Ensuite, le contexte actuel est plus complexe au point qu’on nous raconte de tout sauf rien. Des informations de la présence des groupes armés Burundais dans la région fait l’objet de suspicion entre plusieurs tendances. Ces groupes armés Burundais sont de fois soupçonnés d’appartenir soit aux opposants  du régime Nkurunziza mais de fois, on soupçonne certains de faire allégeance au régime de Bujumbura. Les relations entre Kishasa et Bujumbura ne sont pas clairement lisibles au point que certains observateurs croient une main de Bujumbura derrière Yakutumba ; scenario purement plausible!
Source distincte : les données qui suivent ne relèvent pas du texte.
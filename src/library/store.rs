use super::error::{LibraryError, LibraryResult};
use super::models::{Document, Song, SongId, Stats};
use super::validation::{validate_document, ValidationProblem};
use std::io::Write;
use std::path::{Path, PathBuf};
use std::sync::{Mutex, MutexGuard, PoisonError};
use tracing::{debug, info, warn};

/// Owner of the library document, both in memory and on disk.
///
/// Every read and every write goes through the same mutex, so a mutation and
/// the save that follows it are never interleaved with another request.
#[derive(Debug)]
pub struct DocumentStore {
    file_path: PathBuf,
    document: Mutex<Document>,
}

fn read_document(file_path: &Path) -> LibraryResult<Document> {
    let content = std::fs::read_to_string(file_path).map_err(|source| LibraryError::Io {
        path: file_path.to_owned(),
        source,
    })?;
    serde_json::from_str(&content).map_err(|source| LibraryError::Malformed {
        path: file_path.to_owned(),
        source,
    })
}

/// Writes the whole document next to its destination and renames it into
/// place, readers never observe a half-written file.
fn write_document(file_path: &Path, document: &Document) -> LibraryResult<()> {
    let save_error = |reason: String| LibraryError::Save {
        path: file_path.to_owned(),
        reason,
    };

    let json_string =
        serde_json::to_string_pretty(document).map_err(|err| save_error(err.to_string()))?;

    let dir = match file_path.parent() {
        Some(parent) if !parent.as_os_str().is_empty() => parent,
        _ => Path::new("."),
    };
    let mut temp_file =
        tempfile::NamedTempFile::new_in(dir).map_err(|err| save_error(err.to_string()))?;
    temp_file
        .write_all(json_string.as_bytes())
        .and_then(|_| temp_file.as_file().sync_all())
        .map_err(|err| save_error(err.to_string()))?;
    temp_file
        .persist(file_path)
        .map_err(|err| save_error(err.error.to_string()))?;
    Ok(())
}

impl DocumentStore {
    /// Loads the document at `file_path`, creating an empty one first if the
    /// file does not exist yet.
    pub fn load<P: AsRef<Path>>(file_path: P) -> LibraryResult<DocumentStore> {
        let file_path = file_path.as_ref().to_owned();

        if !file_path.exists() {
            info!("No library document at {:?}, creating one.", file_path);
            write_document(&file_path, &Document::default())?;
        }

        let document = read_document(&file_path)?;

        let (fatal, non_fatal): (Vec<ValidationProblem>, Vec<ValidationProblem>) =
            validate_document(&document)
                .into_iter()
                .partition(ValidationProblem::is_fatal);
        if !fatal.is_empty() {
            return Err(LibraryError::InvalidDocument(fatal));
        }
        for problem in non_fatal.iter() {
            warn!("Library document {:?}: {}", file_path, problem);
        }

        Ok(DocumentStore {
            file_path,
            document: Mutex::new(document),
        })
    }

    pub fn file_path(&self) -> &Path {
        &self.file_path
    }

    // A panic inside a critical section cannot leave a half-applied mutation
    // behind, the guarded document is always whole.
    fn lock(&self) -> MutexGuard<'_, Document> {
        self.document.lock().unwrap_or_else(PoisonError::into_inner)
    }

    pub fn get_songs(&self) -> Vec<Song> {
        self.lock().songs.clone()
    }

    pub fn get_song(&self, id: SongId) -> Option<Song> {
        self.lock().find_song(id).cloned()
    }

    pub fn get_stats(&self) -> Stats {
        self.lock().stats.clone()
    }

    pub fn get_songs_count(&self) -> usize {
        self.lock().songs.len()
    }

    pub fn snapshot(&self) -> Document {
        self.lock().clone()
    }

    /// Runs `f` against the current document without copying it.
    pub fn read<R>(&self, f: impl FnOnce(&Document) -> R) -> R {
        f(&self.lock())
    }

    /// Overwrites the file with the in-memory document.
    pub fn save(&self) -> LibraryResult<()> {
        let document = self.lock();
        write_document(&self.file_path, &document)?;
        debug!("Saved library document to {:?}", self.file_path);
        Ok(())
    }

    /// Applies `mutate` and saves the result while holding the lock.
    ///
    /// When the save fails the in-memory change is kept and the error is
    /// returned, the next successful save will persist it.
    pub fn update<R>(&self, mutate: impl FnOnce(&mut Document) -> R) -> LibraryResult<R> {
        let mut document = self.lock();
        let result = mutate(&mut document);
        write_document(&self.file_path, &document)?;
        debug!("Saved library document to {:?}", self.file_path);
        Ok(result)
    }

    /// Like [`DocumentStore::update`], but the document is only written when
    /// `mutate` returns `Some`. `None` means nothing was changed.
    pub fn update_if<R>(
        &self,
        mutate: impl FnOnce(&mut Document) -> Option<R>,
    ) -> LibraryResult<Option<R>> {
        let mut document = self.lock();
        let Some(result) = mutate(&mut document) else {
            return Ok(None);
        };
        write_document(&self.file_path, &document)?;
        debug!("Saved library document to {:?}", self.file_path);
        Ok(Some(result))
    }
}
De ce fait, ces analystes et observateurs croient que Bujumbura appuierait Yakutumba dans le souci de déstabiliser la présence de ces opposants en arme au Sud-Kivu. Dans ce cas, on se demanderait comment Kinshasa exposerait tout son territoire alors qu’à un certain niveau, on signale que les services de sécurité Congolaises collaborent avec Bujunbura en termes officiels.    

Alors que de milliers de groupes en armes y compris les FDLR très affaiblis ainsi que d’autres dont on ne connait pas leurs tenants et aboutissants opèrent dans les territoires D’Uvira et Fizi, il reste flou de déterminer qui sont derrière les Yakutumba. Les rumeurs circulent comme quoi, les combattants Maimai aurait un appui moral, politique de la part des opposants au régime en place en RDC. Il s’agirait de ceux-là qui ne croient plus en l’approche pacifique. Il est difficile de croire en tout, mais cette fumée ne reste pas sans feu !  Si cela s’avérait vrai, Uvira, Fizi et le Sud-Kivu d’une manière globale seront sous le feu et une « opportune » dont on ne saurait plus qui en bénéficie.